[Action item]: Across the records below, count every line that contains the string "only", then report the count alone.

>>

//! Audio format description
//!
//! An [`AudioFormat`] is the triple every stream and container agrees on:
//! sample width, channel count and sample rate. Capture devices, output
//! devices and WAV headers are all opened with one of these and never
//! negotiate a different one.

use crate::{Error, Result};
use serde::Deserialize;
use std::fmt;

/// Bits per sample for integer PCM.
#[derive(Debug, Clone, Copy, PartialEq, Eq, Hash, Deserialize)]
#[serde(try_from = "u16")]
pub enum SampleWidth {
    Bits16,
    Bits24,
    Bits32,
}

impl SampleWidth {
    /// Width in bits.
    pub fn bits(self) -> u16 {
        match self {
            SampleWidth::Bits16 => 16,
            SampleWidth::Bits24 => 24,
            SampleWidth::Bits32 => 32,
        }
    }

    /// Width in bytes of one sample.
    pub fn bytes(self) -> usize {
        self.bits() as usize / 8
    }
}

impl TryFrom<u16> for SampleWidth {
    type Error = Error;

    fn try_from(bits: u16) -> Result<Self> {
        match bits {
            16 => Ok(SampleWidth::Bits16),
            24 => Ok(SampleWidth::Bits24),
            32 => Ok(SampleWidth::Bits32),
            other => Err(Error::UnsupportedFormat(format!(
                "{} bits per sample (supported: 16, 24, 32)",
                other
            ))),
        }
    }
}

impl fmt::Display for SampleWidth {
    fn fmt(&self, f: &mut fmt::Formatter<'_>) -> fmt::Result {
        write!(f, "{}-bit", self.bits())
    }
}

/// Sample layout shared by a capture, its WAV header and any playback of it.
///
/// Samples are signed little-endian integers, interleaved by channel.
#[derive(Debug, Clone, Copy, PartialEq, Eq, Hash, Deserialize)]
#[serde(default)]
pub struct AudioFormat {
    /// Bits per sample
    pub sample_width: SampleWidth,

    /// Interleaved channel count (1 = mono, 2 = stereo)
    pub channels: u16,

    /// Frames per second
    pub sample_rate: u32,
}

impl Default for AudioFormat {
    /// Stereo, 48 kHz, 24-bit.
    fn default() -> Self {
        Self {
            sample_width: SampleWidth::Bits24,
            channels: 2,
            sample_rate: 48_000,
        }
    }
}

impl AudioFormat {
    pub fn new(sample_width: SampleWidth, channels: u16, sample_rate: u32) -> Self {
        Self {
            sample_width,
            channels,
            sample_rate,
        }
    }

    /// Reject formats no device or container can carry.
    pub fn validate(&self) -> Result<()> {
        if self.channels == 0 {
            return Err(Error::UnsupportedFormat("channel count must be positive".to_string()));
        }
        if self.sample_rate == 0 {
            return Err(Error::UnsupportedFormat("sample rate must be positive".to_string()));
        }
        if self.checked_header_sizes().is_none() {
            return Err(Error::UnsupportedFormat(format!(
                "{} channels at {} Hz ({}) exceeds the WAV header size fields",
                self.channels, self.sample_rate, self.sample_width
            )));
        }
        Ok(())
    }

    /// `(block_align, byte_rate)`, or `None` if either overflows its
    /// 16 / 32-bit header field.
    fn checked_header_sizes(&self) -> Option<(u16, u32)> {
        let block_align = self.channels.checked_mul(self.sample_width.bits() / 8)?;
        let byte_rate = self.sample_rate.checked_mul(block_align as u32)?;
        Some((block_align, byte_rate))
    }

    /// Bytes in one frame (one sample for every channel).
    pub fn frame_size(&self) -> usize {
        self.channels as usize * self.sample_width.bytes()
    }

    /// WAV `nBlockAlign`; identical to the frame size for integer PCM.
    ///
    /// Saturates at `u16::MAX` for formats [`AudioFormat::validate`] rejects.
    pub fn block_align(&self) -> u16 {
        self.checked_header_sizes()
            .map_or(u16::MAX, |(block_align, _)| block_align)
    }

    /// WAV `nAvgBytesPerSec`.
    ///
    /// Saturates at `u32::MAX` for formats [`AudioFormat::validate`] rejects.
    pub fn byte_rate(&self) -> u32 {
        self.checked_header_sizes()
            .map_or(u32::MAX, |(_, byte_rate)| byte_rate)
    }

    /// Number of bytes needed for `frames` frames.
    pub fn bytes_for_frames(&self, frames: usize) -> usize {
        frames * self.frame_size()
    }

    /// Number of whole frames in `bytes` bytes.
    pub fn frames_in(&self, bytes: usize) -> usize {
        bytes / self.frame_size()
    }
}

impl fmt::Display for AudioFormat {
    fn fmt(&self, f: &mut fmt::Formatter<'_>) -> fmt::Result {
        write!(
            f,
            "{} Hz, {} ch, {}",
            self.sample_rate, self.channels, self.sample_width
        )
    }
}
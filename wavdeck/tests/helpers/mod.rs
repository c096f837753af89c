//! Test helper modules for wavdeck integration tests
//!
//! - MockDevice: in-memory `AudioDevice` that records every call
//! - audio_generator: deterministic WAV fixtures written with hound

#![allow(dead_code, unused_imports)]

pub mod audio_generator;
pub mod mock_device;

pub use audio_generator::{generate_sine_wav, generate_silent_wav, wav_payload};
pub use mock_device::{MockDevice, MockLog};
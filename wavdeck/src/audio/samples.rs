//! Conversion between packed PCM bytes and device sample values
//!
//! Between the caller and the real-time callback every sample travels as a
//! full-scale `i32`: 16-bit samples occupy the upper two bytes and 24-bit
//! samples the upper three. The device stream itself may run as `i16`,
//! `i32` or `f32`; the transport type is chosen per device and is not part
//! of the [`AudioFormat`](wavdeck_common::AudioFormat), so a 16-bit file
//! plays unchanged on a float-only device.

use cpal::SampleFormat;
use wavdeck_common::SampleWidth;

/// 2^31, the magnitude of `i32::MIN`.
const FULL_SCALE: f32 = 2_147_483_648.0;

/// Sample types device streams are driven with.
pub trait DeviceSample: cpal::SizedSample + Send + 'static {
    fn from_device(value: i32) -> Self;
    fn to_device(self) -> i32;
}

impl DeviceSample for i16 {
    fn from_device(value: i32) -> Self {
        (value >> 16) as i16
    }

    fn to_device(self) -> i32 {
        (self as i32) << 16
    }
}

impl DeviceSample for i32 {
    fn from_device(value: i32) -> Self {
        value
    }

    fn to_device(self) -> i32 {
        self
    }
}

impl DeviceSample for f32 {
    fn from_device(value: i32) -> Self {
        value as f32 / FULL_SCALE
    }

    fn to_device(self) -> i32 {
        // Float-to-int `as` saturates, so +1.0 maps to i32::MAX
        (self * FULL_SCALE) as i32
    }
}

/// Stream sample types usable for `width`, most preferred first.
///
/// `I16` is offered only for 16-bit audio. `F32` is exact up to 24 bits.
pub fn transport_formats(width: SampleWidth) -> &'static [SampleFormat] {
    match width {
        SampleWidth::Bits16 => &[SampleFormat::I16, SampleFormat::F32, SampleFormat::I32],
        SampleWidth::Bits24 | SampleWidth::Bits32 => &[SampleFormat::I32, SampleFormat::F32],
    }
}

/// Unpack little-endian PCM into full-scale device values, appending to
/// `out`.
///
/// Trailing bytes that do not form a whole sample are ignored; callers
/// validate frame alignment first.
pub fn unpack(width: SampleWidth, bytes: &[u8], out: &mut Vec<i32>) {
    out.reserve(bytes.len() / width.bytes());
    match width {
        SampleWidth::Bits16 => out.extend(
            bytes
                .chunks_exact(2)
                .map(|b| i32::from_le_bytes([0, 0, b[0], b[1]])),
        ),
        SampleWidth::Bits24 => out.extend(
            bytes
                .chunks_exact(3)
                .map(|b| i32::from_le_bytes([0, b[0], b[1], b[2]])),
        ),
        SampleWidth::Bits32 => out.extend(
            bytes
                .chunks_exact(4)
                .map(|b| i32::from_le_bytes([b[0], b[1], b[2], b[3]])),
        ),
    }
}

/// Pack full-scale device values into little-endian PCM, appending to `out`.
pub fn pack(width: SampleWidth, samples: &[i32], out: &mut Vec<u8>) {
    out.reserve(samples.len() * width.bytes());
    for &sample in samples {
        let b = sample.to_le_bytes();
        match width {
            SampleWidth::Bits16 => out.extend_from_slice(&[b[2], b[3]]),
            SampleWidth::Bits24 => out.extend_from_slice(&[b[1], b[2], b[3]]),
            SampleWidth::Bits32 => out.extend_from_slice(&b),
        }
    }
}

#[cfg(test)]
mod tests {
    use super::*;

    #[test]
    fn test_24bit_occupies_upper_bytes() {
        let mut values = Vec::new();
        // 0x7FFFFF (max) and 0x800000 (min) and -1
        unpack(
            SampleWidth::Bits24,
            &[0xFF, 0xFF, 0x7F, 0x00, 0x00, 0x80, 0xFF, 0xFF, 0xFF],
            &mut values,
        );
        assert_eq!(values, vec![0x7FFF_FF00, i32::MIN, -256]);

        let mut bytes = Vec::new();
        pack(SampleWidth::Bits24, &values, &mut bytes);
        assert_eq!(bytes, vec![0xFF, 0xFF, 0x7F, 0x00, 0x00, 0x80, 0xFF, 0xFF, 0xFF]);
    }

    #[test]
    fn test_16bit_occupies_upper_bytes() {
        let mut values = Vec::new();
        unpack(SampleWidth::Bits16, &[0x00, 0x80, 0xFF, 0x7F, 0x01, 0x00], &mut values);
        assert_eq!(values, vec![i32::MIN, 0x7FFF_0000, 0x0001_0000]);

        let mut bytes = Vec::new();
        pack(SampleWidth::Bits16, &values, &mut bytes);
        assert_eq!(bytes, vec![0x00, 0x80, 0xFF, 0x7F, 0x01, 0x00]);
    }

    #[test]
    fn test_32bit_passes_through() {
        let input: Vec<u8> = [i32::MIN, 0, 123_456_789]
            .iter()
            .flat_map(|s| s.to_le_bytes())
            .collect();
        let mut values = Vec::new();
        unpack(SampleWidth::Bits32, &input, &mut values);
        assert_eq!(values, vec![i32::MIN, 0, 123_456_789]);

        let mut bytes = Vec::new();
        pack(SampleWidth::Bits32, &values, &mut bytes);
        assert_eq!(bytes, input);
    }

    #[test]
    fn test_i16_transport_is_lossless_for_16bit() {
        for sample in [i16::MIN, -1, 0, 1, i16::MAX] {
            assert_eq!(i16::from_device(sample.to_device()), sample);
        }
    }

    #[test]
    fn test_f32_transport() {
        assert_eq!(f32::from_device(i32::MIN), -1.0);
        assert_eq!(f32::from_device(0), 0.0);
        assert_eq!(1.0f32.to_device(), i32::MAX);
        assert_eq!((-1.0f32).to_device(), i32::MIN);

        // 24-bit values survive the float round trip exactly
        for sample in [0x7FFF_FF00, -256, 0x0012_3400, i32::MIN] {
            assert_eq!(f32::from_device(sample).to_device(), sample);
        }
    }

    #[test]
    fn test_transport_preference() {
        assert_eq!(transport_formats(SampleWidth::Bits16)[0], SampleFormat::I16);
        assert_eq!(transport_formats(SampleWidth::Bits24)[0], SampleFormat::I32);
        for width in [SampleWidth::Bits16, SampleWidth::Bits24, SampleWidth::Bits32] {
            assert!(transport_formats(width).contains(&SampleFormat::F32));
        }
        assert!(!transport_formats(SampleWidth::Bits24).contains(&SampleFormat::I16));
    }
}
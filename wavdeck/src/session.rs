//! The fixed play / record / play-back session
//!
//! Operations run one after another on the calling thread. A failed
//! operation is logged and the session moves on; the report decides the
//! exit status afterwards.

use crate::audio::AudioDevice;
use crate::error::{Error, Result};
use crate::playback::{play_compressed, play_pcm_file};
use crate::recorder::{Recorder, RecordingOptions};
use std::fmt;
use std::path::PathBuf;
use std::time::Duration;
use tracing::{error, info};
use wavdeck_common::config::{ExitPolicy, TomlConfig};
use wavdeck_common::AudioFormat;

/// One step of the session.
#[derive(Debug, Clone, Copy, PartialEq, Eq)]
pub enum Operation {
    PlayCompressed,
    Record,
    PlayRecording,
}

impl fmt::Display for Operation {
    fn fmt(&self, f: &mut fmt::Formatter<'_>) -> fmt::Result {
        match self {
            Operation::PlayCompressed => write!(f, "play compressed file"),
            Operation::Record => write!(f, "record"),
            Operation::PlayRecording => write!(f, "play recording"),
        }
    }
}

/// Everything a session needs, resolved from configuration.
#[derive(Debug, Clone)]
pub struct SessionPlan {
    pub compressed_path: PathBuf,
    pub recording_path: PathBuf,
    pub record_duration: Duration,
    pub capture_format: AudioFormat,
    pub recording: RecordingOptions,
    pub playback_chunk_frames: usize,
}

impl SessionPlan {
    /// Build a plan from validated configuration.
    pub fn from_config(config: &TomlConfig) -> Result<Self> {
        let record_duration = config
            .session
            .record_duration()
            .map_err(|e| match e {
                wavdeck_common::Error::Config(msg) => Error::Config(msg),
                other => Error::Config(other.to_string()),
            })?;

        Ok(Self {
            compressed_path: config.session.compressed_path.clone(),
            recording_path: config.session.recording_path.clone(),
            record_duration,
            capture_format: config.capture.format,
            recording: RecordingOptions::from(&config.capture),
            playback_chunk_frames: config.playback.chunk_frames,
        })
    }
}

/// Outcome of every operation in a session, in run order.
#[derive(Debug, Default)]
pub struct SessionReport {
    pub outcomes: Vec<(Operation, Result<()>)>,
}

impl SessionReport {
    /// Operations that failed.
    pub fn failures(&self) -> impl Iterator<Item = (Operation, &Error)> {
        self.outcomes
            .iter()
            .filter_map(|(op, result)| result.as_ref().err().map(|e| (*op, e)))
    }

    pub fn succeeded(&self) -> bool {
        self.failures().next().is_none()
    }

    /// Process exit status under `policy`.
    pub fn exit_code(&self, policy: ExitPolicy) -> u8 {
        match policy {
            ExitPolicy::Lenient => 0,
            ExitPolicy::Strict if self.succeeded() => 0,
            ExitPolicy::Strict => 1,
        }
    }

    fn push(&mut self, operation: Operation, result: Result<()>) {
        if let Err(e) = &result {
            error!("Failed to {}: {}", operation, e);
        }
        self.outcomes.push((operation, result));
    }
}

/// Run the session against `device`.
///
/// The recording is played back even if the recorder failed, so a partial
/// take written on a mid-capture failure is still heard.
pub fn run_session(device: &dyn AudioDevice, plan: &SessionPlan) -> SessionReport {
    let mut report = SessionReport::default();

    let result = play_compressed(device, &plan.compressed_path).map(drop);
    report.push(Operation::PlayCompressed, result);

    let mut recorder = Recorder::new(device, plan.recording);
    let result = recorder
        .record(&plan.recording_path, plan.record_duration, plan.capture_format)
        .map(drop);
    report.push(Operation::Record, result);

    let result = play_pcm_file(device, &plan.recording_path, plan.playback_chunk_frames).map(drop);
    report.push(Operation::PlayRecording, result);

    let failed = report.failures().count();
    if failed == 0 {
        info!("Session complete");
    } else {
        info!("Session complete, {} of 3 operations failed", failed);
    }
    report
}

<<

[Exercise response]: 2